How to complete this task: The answer should consist of each line below that contains the word "CacheFactory".
*** The input ***
use std::future::Future;
use std::sync::Arc;

use chrono::Utc;
use tokio::sync::{watch, Mutex};
use tokio::task::JoinHandle;
use tracing::{debug, error, info, instrument, warn};
use validator::Validate;

use crate::{
    cache::LocalMaterialCache,
    catalog,
    circuit_breaker::CircuitBreaker,
    errors::ServiceError,
    events::{Event, EventSender, FallbackOperation},
    models::{merge_records, Material, MaterialPatch, MaterialRecord, NewMaterial},
    repositories::MaterialRepository,
};

pub type MaterialList = Arc<Vec<Material>>;

/// Current view of all materials, kept in step with the remote collection
/// and mirrored into the local cache.
///
/// The list is only ever replaced, never edited in place, so a snapshot held
/// by a reader stays internally consistent. Remote failures are logged and
/// compensated locally; apart from input validation in
/// [`add_material`](Self::add_material), no operation fails its caller.
#[derive(Clone)]
pub struct StockStore {
    inner: Arc<StoreInner>,
}

struct StoreInner {
    state: watch::Sender<MaterialList>,
    // Serializes read-modify-replace of `state` together with the cache write.
    commit_lock: Mutex<()>,
    local: LocalMaterialCache,
    remote: Arc<dyn MaterialRepository>,
    breaker: CircuitBreaker,
    events: Option<EventSender>,
}
//! Breaker around calls to the remote materials collection.
//!
//! Consecutive transient failures (see [`ServiceError::is_transient`]) open
//! the circuit. While it is open every call fails fast with
//! [`ServiceError::CircuitBreakerOpen`], which sends the stock store straight
//! to its local fallback. Once `reset_after` has passed, calls are let
//! through on trial; enough trial successes close the circuit again.
//!
//! Non-transient errors such as `NotFound` mean the remote answered, so they
//! count as successes.

use std::future::Future;
use std::sync::{Arc, Mutex, MutexGuard};
use std::time::{Duration, Instant};

use tracing::{debug, info, warn};

use crate::errors::ServiceError;

#[derive(Debug, Clone)]
pub struct CircuitBreakerConfig {
    /// Consecutive transient failures that open the circuit.
    pub failure_threshold: u32,
    /// How long the circuit stays open before trial calls are allowed.
    pub reset_after: Duration,
    /// Trial successes needed to close the circuit.
    pub trial_successes: u32,
}

impl Default for CircuitBreakerConfig {
    fn default() -> Self {
        Self {
            failure_threshold: 5,
            reset_after: Duration::from_secs(30),
            trial_successes: 1,
        }
    }
}

/// Externally visible state of the breaker.
#[derive(Debug, Clone, Copy, PartialEq, Eq)]
pub enum CircuitState {
    Closed,
    Open,
    HalfOpen,
}

#[derive(Debug, Clone, Copy)]
enum Phase {
    Closed { failures: u32 },
    Open { until: Instant },
    Trial { successes: u32 },
}

#[derive(Debug, Clone)]
pub struct CircuitBreaker {
    config: CircuitBreakerConfig,
    phase: Arc<Mutex<Phase>>,
}

impl CircuitBreaker {
    pub fn new(failure_threshold: u32, reset_after: Duration) -> Self {
        Self::with_config(CircuitBreakerConfig {
            failure_threshold,
            reset_after,
            ..Default::default()
        })
    }

    pub fn with_config(config: CircuitBreakerConfig) -> Self {
        Self {
            config,
            phase: Arc::new(Mutex::new(Phase::Closed { failures: 0 })),
        }
    }

    pub fn state(&self) -> CircuitState {
        match *self.lock() {
            Phase::Closed { .. } => CircuitState::Closed,
            Phase::Open { .. } => CircuitState::Open,
            Phase::Trial { .. } => CircuitState::HalfOpen,
        }
    }

    /// Runs a remote operation unless the circuit is open, recording its
    /// outcome. The operation's own error is returned unchanged.
    pub async fn call<T, F, Fut>(&self, op: F) -> Result<T, ServiceError>
    where
        F: FnOnce() -> Fut,
        Fut: Future<Output = Result<T, ServiceError>>,
    {
        self.admit()?;
        let outcome = op().await;
        self.record(matches!(&outcome, Err(e) if e.is_transient()));
        outcome
    }

    fn admit(&self) -> Result<(), ServiceError> {
        let mut phase = self.lock();
        match *phase {
            Phase::Open { until } if Instant::now() < until => {
                Err(ServiceError::CircuitBreakerOpen)
            }
            Phase::Open { .. } => {
                debug!("Reset window elapsed; allowing trial call to remote store");
                *phase = Phase::Trial { successes: 0 };
                Ok(())
            }
            Phase::Closed { .. } | Phase::Trial { .. } => Ok(()),
        }
    }

    fn record(&self, failed: bool) {
        let mut phase = self.lock();
        *phase = match (*phase, failed) {
            (Phase::Closed { .. }, false) => Phase::Closed { failures: 0 },
            (Phase::Closed { failures }, true) => {
                let failures = failures.saturating_add(1);
                if failures >= self.config.failure_threshold {
                    warn!(failures, "Remote store failing; opening circuit");
                    self.opened()
                } else {
                    Phase::Closed { failures }
                }
            }
            (Phase::Trial { successes }, false) => {
                let successes = successes.saturating_add(1);
                if successes >= self.config.trial_successes {
                    info!("Remote store recovered; closing circuit");
                    Phase::Closed { failures: 0 }
                } else {
                    Phase::Trial { successes }
                }
            }
            (Phase::Trial { .. }, true) => {
                warn!("Trial call to remote store failed; reopening circuit");
                self.opened()
            }
            // Admitted before another caller opened the circuit.
            (open @ Phase::Open { .. }, _) => open,
        };
    }

    fn opened(&self) -> Phase {
        Phase::Open {
            until: Instant::now() + self.config.reset_after,
        }
    }

    fn lock(&self) -> MutexGuard<'_, Phase> {
        match self.phase.lock() {
            Ok(guard) => guard,
            Err(poisoned) => poisoned.into_inner(),
        }
    }
}
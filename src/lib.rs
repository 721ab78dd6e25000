//! FieldOps Materials
//!
//! Material stock tracking for field-service work orders: a stock store kept
//! in step with a remote collection and a local fallback cache, and a
//! reconciliation engine that validates and applies withdrawal batches.
#![forbid(unsafe_code)]
#![deny(rust_2018_idioms)]
#![allow(elided_lifetimes_in_paths)]
#![warn(clippy::all, clippy::perf, clippy::dbg_macro)]

pub mod cache;
pub mod catalog;
pub mod circuit_breaker;
pub mod config;
pub mod errors;
pub mod events;
pub mod models;
pub mod repositories;
pub mod services;

use std::sync::Arc;
use std::time::Duration;

use tokio::task::JoinHandle;
use tracing::{debug, info, warn};

use crate::{
    cache::{CacheFactory, LocalMaterialCache},
    circuit_breaker::CircuitBreaker,
    config::AppConfig,
    errors::ServiceError,
    repositories::{InMemoryMaterialRepository, MaterialRepository},
    services::{ReconciliationEngine, StockStore, Subscription},
};

pub use crate::models::{Material, MaterialPatch, NewMaterial, UsageType};
pub use crate::services::{WithdrawRequest, WithdrawResult};

const EVENT_DRAIN_TIMEOUT: Duration = Duration::from_secs(2);

/// Owns every long-lived piece of the material services.
///
/// Build one at application start with [`initialize`](Self::initialize) and
/// hand out references; call [`shutdown`](Self::shutdown) on the way out to
/// stop the remote subscription and drain pending events.
pub struct MaterialsContext {
    config: AppConfig,
    remote: Arc<InMemoryMaterialRepository>,
    store: StockStore,
    engine: ReconciliationEngine,
    subscription: Subscription,
    event_task: JoinHandle<()>,
}

impl MaterialsContext {
    pub async fn initialize(config: AppConfig) -> Result<Self, ServiceError> {
        let backend =
            CacheFactory::create_cache(&config.local_cache_backend, &config.local_cache_dir)?;
        let local = LocalMaterialCache::new(backend, config.local_cache_key.clone());

        let remote = Arc::new(if config.is_offline() {
            InMemoryMaterialRepository::offline()
        } else {
            InMemoryMaterialRepository::new()
        });

        let (event_sender, rx) = events::channel(config.event_channel_capacity);
        let event_task = tokio::spawn(events::process_events(rx));

        let store = StockStore::with_events(
            remote.clone(),
            local,
            CircuitBreaker::with_config(config.circuit_breaker()),
            event_sender,
        );

        let loaded = store.load().await;
        if !config.is_offline() {
            hydrate_remote(remote.as_ref(), &loaded).await;
        }

        let subscription = store
            .subscribe(|materials| debug!(count = materials.len(), "Materials view refreshed"))
            .await;
        let engine = ReconciliationEngine::new(store.clone());

        info!(
            materials = loaded.len(),
            remote_backend = %config.remote_backend,
            "Material services initialized"
        );

        Ok(Self {
            config,
            remote,
            store,
            engine,
            subscription,
            event_task,
        })
    }

    pub fn config(&self) -> &AppConfig {
        &self.config
    }

    pub fn store(&self) -> &StockStore {
        &self.store
    }

    pub fn engine(&self) -> &ReconciliationEngine {
        &self.engine
    }

    pub fn remote(&self) -> Arc<InMemoryMaterialRepository> {
        self.remote.clone()
    }

    pub fn is_subscribed(&self) -> bool {
        self.subscription.is_active()
    }

    /// Stops the remote subscription and waits briefly for queued events.
    ///
    /// Writes already in flight are not cancelled.
    pub async fn shutdown(self) {
        let Self {
            store,
            engine,
            mut subscription,
            event_task,
            ..
        } = self;

        subscription.cancel();
        drop(engine);
        drop(store);

        let abort = event_task.abort_handle();
        if tokio::time::timeout(EVENT_DRAIN_TIMEOUT, event_task)
            .await
            .is_err()
        {
            warn!("Event loop still busy at shutdown; aborting");
            abort.abort();
        }
        info!("Material services shut down");
    }
}

// The in-process remote starts empty; seed it with records confirmed in a
// previous session so they are not dropped by the first merge.
async fn hydrate_remote(remote: &InMemoryMaterialRepository, loaded: &[Material]) {
    for material in loaded.iter().filter(|m| !m.is_local) {
        if let Err(e) = remote.create(material).await {
            warn!(material_id = %material.id, error = %e, "Failed to hydrate remote document");
        }
    }
}
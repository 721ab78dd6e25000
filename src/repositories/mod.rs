pub mod material_repository;

pub use material_repository::{InMemoryMaterialRepository, MaterialRepository};
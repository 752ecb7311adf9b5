//! Semantic validation of construction options.

use crate::config::schema::ProxyOptions;

/// Error type for invalid construction options.
///
/// Surfaced synchronously from construction; fatal to the instance.
#[derive(Debug, Clone, PartialEq, Eq)]
pub struct ConfigError(pub String);

impl std::fmt::Display for ConfigError {
    fn fmt(&self, f: &mut std::fmt::Formatter<'_>) -> std::fmt::Result {
        write!(f, "Invalid configuration: {}", self.0)
    }
}

impl std::error::Error for ConfigError {}

/// Validate proxy options for semantic correctness.
pub fn validate_options(options: &ProxyOptions) -> Result<(), ConfigError> {
    // A bounded channel needs at least one slot; there is no rendezvous mode.
    if options.buffer_size == 0 {
        return Err(ConfigError("buffer_size must be at least 1".to_string()));
    }

    Ok(())
}
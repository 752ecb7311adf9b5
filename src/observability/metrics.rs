//! Metrics collection and exposition.

use std::net::SocketAddr;
use std::time::Instant;

use metrics::{counter, histogram};
use metrics_exporter_prometheus::PrometheusBuilder;

/// Install the Prometheus exporter and its scrape listener.
pub fn init_metrics(addr: SocketAddr) {
    PrometheusBuilder::new()
        .with_http_listener(addr)
        .install()
        .expect("failed to install Prometheus recorder");

    tracing::info!(address = %addr, "Metrics server listening");
}

/// Record one proxied request at the boundary.
pub fn record_request(method: &str, status: u16, target: &str, started: Instant) {
    let labels = [
        ("method", method.to_string()),
        ("status", status.to_string()),
        ("target", target.to_string()),
    ];

    counter!("gozero_requests_total", &labels).increment(1);
    histogram!("gozero_request_duration_seconds", &labels)
        .record(started.elapsed().as_secs_f64());
}

/// Record one upstream retry.
pub fn record_retry(target: &str) {
    counter!("gozero_upstream_retries_total", "target" => target.to_string()).increment(1);
}

/// Record one routing event handed to the queue.
pub fn record_routing_event(host: &str) {
    counter!("gozero_routing_events_total", "host" => host.to_string()).increment(1);
}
***
Answer to this task:
    cache::{CacheFactory, LocalMaterialCache},
            CacheFactory::create_cache(&config.local_cache_backend, &config.local_cache_dir)?;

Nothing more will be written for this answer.